After the judge pronounced us legally wed, we went to our favorite restaurant and celebrated with black-eyed pea hummus and prosecco.
Food has always been central to our relationship. Our first date was in at a Mexican restaurant – vegan mole topped with pickled purple onions, one too many margaritas. Since then, we’ve eaten (and drunk) our way around Europe and the States, finding favorites that, while we may never see them again, are touchstones. We move and travel a lot. The restaurants and bars stay, reassuringly, in place. It is a comfort to know we can go to London or Barcelona, Denver or Memphis, and rediscover our memories in flavors.

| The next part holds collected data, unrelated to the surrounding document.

//! Immediate executor (spec §4.J): the REPL's line router. A line that
//! opens with a decimal integer goes to the [`ProgramManager`]; everything
//! else either names a REPL-only command (`LIST`, `RUN`, `NEW`, `LOAD`,
//! `SAVE`, `MERGE`, `DELETE`, `RENUM`, `CONT`, `FILES`, `KILL`, `NAME`) or
//! is parsed as a single-line statement list and executed against the
//! shared runtime with no PC motion.

use crate::ast::{Expr, FileOpKind, Stmt};
use crate::config::InterpreterConfig;
use crate::interp::{HaltReason, ImmediateOutcome, Interpreter, TickStatus};
use crate::io::{FileIoHandler, IoHandler};
use crate::limits::ResourceLimiter;
use crate::program::ProgramManager;

/// Outcome of handling one REPL input line, reported back to the host loop.
pub enum LineOutcome {
    Ok,
    /// `SYSTEM`/`QUIT` — the host loop should stop reading input.
    Quit,
}

pub struct ImmediateExecutor {
    pub program_mgr: ProgramManager,
    pub interp: Interpreter,
    config: InterpreterConfig,
}

impl ImmediateExecutor {
    pub fn new(config: InterpreterConfig) -> Self {
        let interp = Interpreter::new(
            crate::ast::Program::new(),
            ResourceLimiter::new(config.limits),
        );
        ImmediateExecutor {
            program_mgr: ProgramManager::new(config.keyword_case),
            interp,
            config,
        }
    }

    pub fn config(&self) -> &InterpreterConfig {
        &self.config
    }

    /// Handles one line of REPL input (spec §4.J).
    pub fn handle_line(
        &mut self,
        text: &str,
        io: &mut dyn IoHandler,
        file_io: &mut dyn FileIoHandler,
    ) -> LineOutcome {
        let trimmed = text.trim();
        if trimmed.is_empty() {
            return LineOutcome::Ok;
        }

        if trimmed.chars().next().map(|c| c.is_ascii_digit()).unwrap_or(false) {
            if let Err(e) = self.program_mgr.add_or_replace_line(trimmed) {
                io.error(&e.to_string());
            } else {
                self.interp.reload_program(self.program_mgr.program().clone());
                self.interp.runtime.stopped_at = None;
            }
            return LineOutcome::Ok;
        }

        if let Some(outcome) = self.try_text_command(trimmed, io) {
            return outcome;
        }

        self.run_immediate_statements(trimmed, io, file_io);
        LineOutcome::Ok
    }

    /// Commands whose syntax (a line-number range, an optional increment
    /// pair) isn't a BASIC expression/statement the parser recognizes
    /// (spec §4.J, §4.K `renumber`).
    fn try_text_command(&mut self, line: &str, io: &mut dyn IoHandler) -> Option<LineOutcome> {
        let mut words = line.splitn(2, char::is_whitespace);
        let head = words.next().unwrap_or("").to_uppercase();
        let rest = words.next().unwrap_or("").trim();

        match head.as_str() {
            "HELP" | "?HELP" => {
                io.output(crate::config::HELP_TEXT, "\n");
                Some(LineOutcome::Ok)
            }
            "SYSTEM" | "QUIT" | "EXIT" => Some(LineOutcome::Quit),
            "DELETE" => {
                if let Some((a, b)) = parse_range(rest) {
                    self.program_mgr.delete_range(a, b);
                } else if let Ok(n) = rest.parse::<u32>() {
                    self.program_mgr.delete_line(n);
                } else {
                    io.error("Illegal line range");
                }
                self.interp.reload_program(self.program_mgr.program().clone());
                Some(LineOutcome::Ok)
            }
            "RENUM" | "RENUMBER" => {
                let (start, incr) = parse_renum_args(rest);
                if let Err(e) = self.program_mgr.renumber(start, incr) {
                    io.error(&e.to_string());
                } else {
                    self.interp.reload_program(self.program_mgr.program().clone());
                }
                Some(LineOutcome::Ok)
            }
            // Line-number auto-increment during entry is a terminal-echo
            // concern the driver provides; the core has nothing to do.
            "AUTO" => Some(LineOutcome::Ok),
            "EDIT" => Some(LineOutcome::Ok),
            _ => None,
        }
    }

    fn run_immediate_statements(&mut self, line: &str, io: &mut dyn IoHandler, file_io: &mut dyn FileIoHandler) {
        let synthetic = format!("0 {line}\n");
        let parsed = match crate::parser::parse_program(&synthetic, self.config.keyword_case) {
            Ok(p) => p,
            Err(e) => {
                io.error(&e.to_string());
                return;
            }
        };
        let Some(stmts) = parsed.lines.get(&0).map(|l| l.statements.clone()) else {
            return;
        };

        let mut i = 0;
        while i < stmts.len() {
            if self.try_repl_only_stmt(&stmts[i], io, file_io) {
                i += 1;
                continue;
            }
            match self.interp.exec_immediate(&stmts[i..i + 1], io, file_io) {
                Ok(ImmediateOutcome::Done) => {}
                Ok(ImmediateOutcome::EnteredProgram) => {
                    self.drive_to_suspension(io, file_io);
                }
                Ok(ImmediateOutcome::Halted(reason)) => self.report_halt(reason, io),
                Err(e) => io.error(&format!("?{e} Error")),
            }
            i += 1;
        }
    }

    /// Recognizes the statement forms that name REPL-only behavior (spec
    /// §4.J) even though the parser accepts them as ordinary statements.
    /// Returns `true` if handled (consuming exactly that one statement).
    fn try_repl_only_stmt(&mut self, stmt: &Stmt, io: &mut dyn IoHandler, file_io: &mut dyn FileIoHandler) -> bool {
        match stmt {
            Stmt::Run { line, .. } => {
                self.do_run(*line, io, file_io);
                true
            }
            Stmt::New { .. } => {
                self.program_mgr.clear();
                self.interp.reload_program(self.program_mgr.program().clone());
                self.interp.runtime.clear_for_clear_stmt();
                self.interp.runtime.stopped_at = None;
                true
            }
            Stmt::List { range, .. } => {
                io.output(&self.program_mgr.list_range(*range), "");
                true
            }
            Stmt::ContStmt { .. } => {
                if self.interp.cont() {
                    self.drive_to_suspension(io, file_io);
                } else {
                    io.error("Can't continue");
                }
                true
            }
            Stmt::FileOp { op, args, .. } => {
                self.do_file_op(*op, args, io, file_io);
                true
            }
            Stmt::Chain { path, line, merge, delete, .. } => {
                self.do_chain(path, *line, *merge, *delete, io, file_io);
                true
            }
            _ => false,
        }
    }

    fn do_run(&mut self, line: Option<u32>, io: &mut dyn IoHandler, file_io: &mut dyn FileIoHandler) {
        self.interp.reload_program(self.program_mgr.program().clone());
        self.interp.start();
        if let Some(n) = line {
            self.interp.force_pc(crate::runtime::Pc::new(n, 0));
        }
        self.drive_to_suspension(io, file_io);
    }

    /// `CHAIN "name"[, line][, ALL][, DELETE a-b]` (spec §4.J): loads a new
    /// program. Plain `CHAIN` clears variables like `RUN`; `MERGE`
    /// additively loads the new text into the existing line map instead of
    /// replacing it wholesale (spec §9 open question, resolved following
    /// the common MBASIC convention).
    fn do_chain(
        &mut self,
        path: &Expr,
        line: Option<u32>,
        merge: bool,
        delete: Option<(u32, u32)>,
        io: &mut dyn IoHandler,
        file_io: &mut dyn FileIoHandler,
    ) {
        let name = match eval_string_literal(path) {
            Some(s) => s,
            None => {
                io.error("Illegal function call");
                return;
            }
        };
        if let Some((a, b)) = delete {
            self.program_mgr.delete_range(a, b);
        }
        let result = if merge {
            self.program_mgr.merge_from_file(file_io, &name)
        } else {
            self.program_mgr.load_from_file(file_io, &name)
        };
        if let Err(e) = result {
            io.error(&e.to_string());
            return;
        }
        self.interp.reload_program(self.program_mgr.program().clone());
        self.interp.start();
        if let Some(n) = line {
            self.interp.force_pc(crate::runtime::Pc::new(n, 0));
        }
        self.drive_to_suspension(io, file_io);
    }

    fn do_file_op(&mut self, op: FileOpKind, args: &[Expr], io: &mut dyn IoHandler, file_io: &mut dyn FileIoHandler) {
        let name = args.first().and_then(eval_string_literal);
        match op {
            FileOpKind::Load => match name {
                Some(n) => match self.program_mgr.load_from_file(file_io, &n) {
                    Ok(()) => self.interp.reload_program(self.program_mgr.program().clone()),
                    Err(e) => io.error(&e.to_string()),
                },
                None => io.error("File name required"),
            },
            FileOpKind::Save => match name {
                Some(n) => {
                    if let Err(e) = self.program_mgr.save_to_file(file_io, &n) {
                        io.error(&e.to_string());
                    }
                }
                None => io.error("File name required"),
            },
            FileOpKind::Merge => match name {
                Some(n) => match self.program_mgr.merge_from_file(file_io, &n) {
                    Ok(()) => self.interp.reload_program(self.program_mgr.program().clone()),
                    Err(e) => io.error(&e.to_string()),
                },
                None => io.error("File name required"),
            },
            FileOpKind::Kill => {
                if let Some(n) = name {
                    if file_io.delete_file(&n).is_err() {
                        io.error("File not found");
                    }
                }
            }
            FileOpKind::Name => {
                if let (Some(old), Some(new)) = (
                    args.first().and_then(eval_string_literal),
                    args.get(1).and_then(eval_string_literal),
                ) {
                    if let Ok(text) = file_io.load_file(&old) {
                        let _ = file_io.save_file(&new, &text);
                        let _ = file_io.delete_file(&old);
                    }
                }
            }
            FileOpKind::Files => {
                let pattern = name.unwrap_or_default();
                match file_io.list_files(&pattern) {
                    Ok(entries) => {
                        for (n, _, _) in entries {
                            io.output(&n, "\n");
                        }
                    }
                    Err(_) => io.error("File not found"),
                }
            }
        }
    }

    /// Ticks the interpreter until it halts. Console I/O currently resolves
    /// synchronously inside each statement (spec §9: input/output
    /// collaborators are called directly, never suspending through
    /// `TickStatus::AwaitingInput`/`Output` — see `DESIGN.md`), so in
    /// practice this only ever returns on `Halted`.
    fn drive_to_suspension(&mut self, io: &mut dyn IoHandler, file_io: &mut dyn FileIoHandler) {
        loop {
            match self.interp.tick(io, file_io) {
                TickStatus::Running | TickStatus::Output(_) | TickStatus::AwaitingInput { .. } => continue,
                TickStatus::Halted(reason) => {
                    self.report_halt(reason, io);
                    return;
                }
            }
        }
    }

    fn report_halt(&mut self, reason: HaltReason, io: &mut dyn IoHandler) {
        match reason {
            HaltReason::EndOfProgram => {}
            HaltReason::Stop | HaltReason::Break => io.output("Break", "\n"),
            HaltReason::UnhandledError(e) => {
                let line = self
                    .interp
                    .pc()
                    .map(|pc| pc.line.to_string())
                    .unwrap_or_else(|| "?".to_string());
                io.error(&format!("?{e} Error in {line}"));
            }
        }
    }
}

fn parse_range(rest: &str) -> Option<(u32, u32)> {
    let (a, b) = rest.split_once('-')?;
    Some((a.trim().parse().ok()?, b.trim().parse().ok()?))
}

fn parse_renum_args(rest: &str) -> (u32, u32) {
    if rest.is_empty() {
        return (10, 10);
    }
    let mut parts = rest.split(',');
    let start = parts.next().and_then(|s| s.trim().parse().ok()).unwrap_or(10);
    let incr = parts.next().and_then(|s| s.trim().parse().ok()).unwrap_or(10);
    (start, incr)
}

fn eval_string_literal(expr: &Expr) -> Option<String> {
    match expr {
        Expr::Str { value, .. } => Some(value.clone()),
        _ => None,
    }
}

#[cfg(test)]
mod tests {
    use super::*;
    use crate::io::native::NativeFileIo;

    struct BufferIo {
        out: String,
    }

    impl IoHandler for BufferIo {
        fn output(&mut self, text: &str, end: &str) {
            self.out.push_str(text);
            self.out.push_str(end);
        }
        fn input(&mut self, _prompt: &str) -> String {
            String::new()
        }
        fn input_char(&mut self) -> String {
            String::new()
        }
        fn error(&mut self, text: &str) {
            self.out.push_str(text);
        }
        fn debug(&mut self, _text: &str) {}
        fn clear_screen(&mut self) {}
    }

    fn executor() -> ImmediateExecutor {
        ImmediateExecutor::new(InterpreterConfig::default())
    }

    #[test]
    fn numbered_line_enters_program_manager() {
        let mut exec = executor();
        let mut io = BufferIo { out: String::new() };
        let mut fio = NativeFileIo::new(std::env::temp_dir());
        exec.handle_line("10 PRINT \"HI\"", &mut io, &mut fio);
        assert_eq!(exec.program_mgr.program().lines.len(), 1);
    }

    #[test]
    fn run_executes_resident_program() {
        let mut exec = executor();
        let mut io = BufferIo { out: String::new() };
        let mut fio = NativeFileIo::new(std::env::temp_dir());
        exec.handle_line("10 PRINT \"HI\"", &mut io, &mut fio);
        exec.handle_line("20 END", &mut io, &mut fio);
        exec.handle_line("RUN", &mut io, &mut fio);
        assert!(io.out.contains("HI"));
    }

    #[test]
    fn immediate_print_executes_without_touching_program() {
        let mut exec = executor();
        let mut io = BufferIo { out: String::new() };
        let mut fio = NativeFileIo::new(std::env::temp_dir());
        exec.handle_line("PRINT 1 + 1", &mut io, &mut fio);
        assert!(io.out.contains('2'));
        assert_eq!(exec.program_mgr.program().lines.len(), 0);
    }

    #[test]
    fn new_clears_program_and_variables() {
        let mut exec = executor();
        let mut io = BufferIo { out: String::new() };
        let mut fio = NativeFileIo::new(std::env::temp_dir());
        exec.handle_line("10 PRINT \"HI\"", &mut io, &mut fio);
        exec.handle_line("NEW", &mut io, &mut fio);
        assert_eq!(exec.program_mgr.program().lines.len(), 0);
    }
}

This was the black-eyed pea hummus wedding lunch joint, but Babalu was more than that. It was where we went for happy hour when I finished work, taking advantage of $2-off glasses of wine, chatting with the servers while we wolfed down tacos made with handmade corn tortillas.
A few minutes drive from the house, Pyro’s was can’t-be-bothered-to-cook evenings, and let’s-have-a-treat (for under a tenner) occasions. It is one of those build your own pizza places and, because or despite being a chain, has a credible gluten free base. The staff were always sweet – high school kids, early-20-somethings, smiling in the face of latex gloves and polyester uniforms. Another draw: the hot sauce collection arrayed on the condiments table. As much habanero, jalepeno and ghost chilli as we could stand.
Our first trip to London together, part of our week-long second date. Of course, I wanted to go to Soho, a few blocks of cramped, crowded streets woven into more than 15 years of memories. We cut through St Anne’s Court and spotted Tostado, a single line of tables along the wall – the whole joint hardly wider than the door. It served Ecuadorian food, comfort in glazed pottery bowls: corn and potato soup thick with cheese and topped with sliced avocados, steaming plantain-leaf wrapped humitas topped with spiky green chilli and coriander sauce, fried plantains. It became our home-cooking away from home.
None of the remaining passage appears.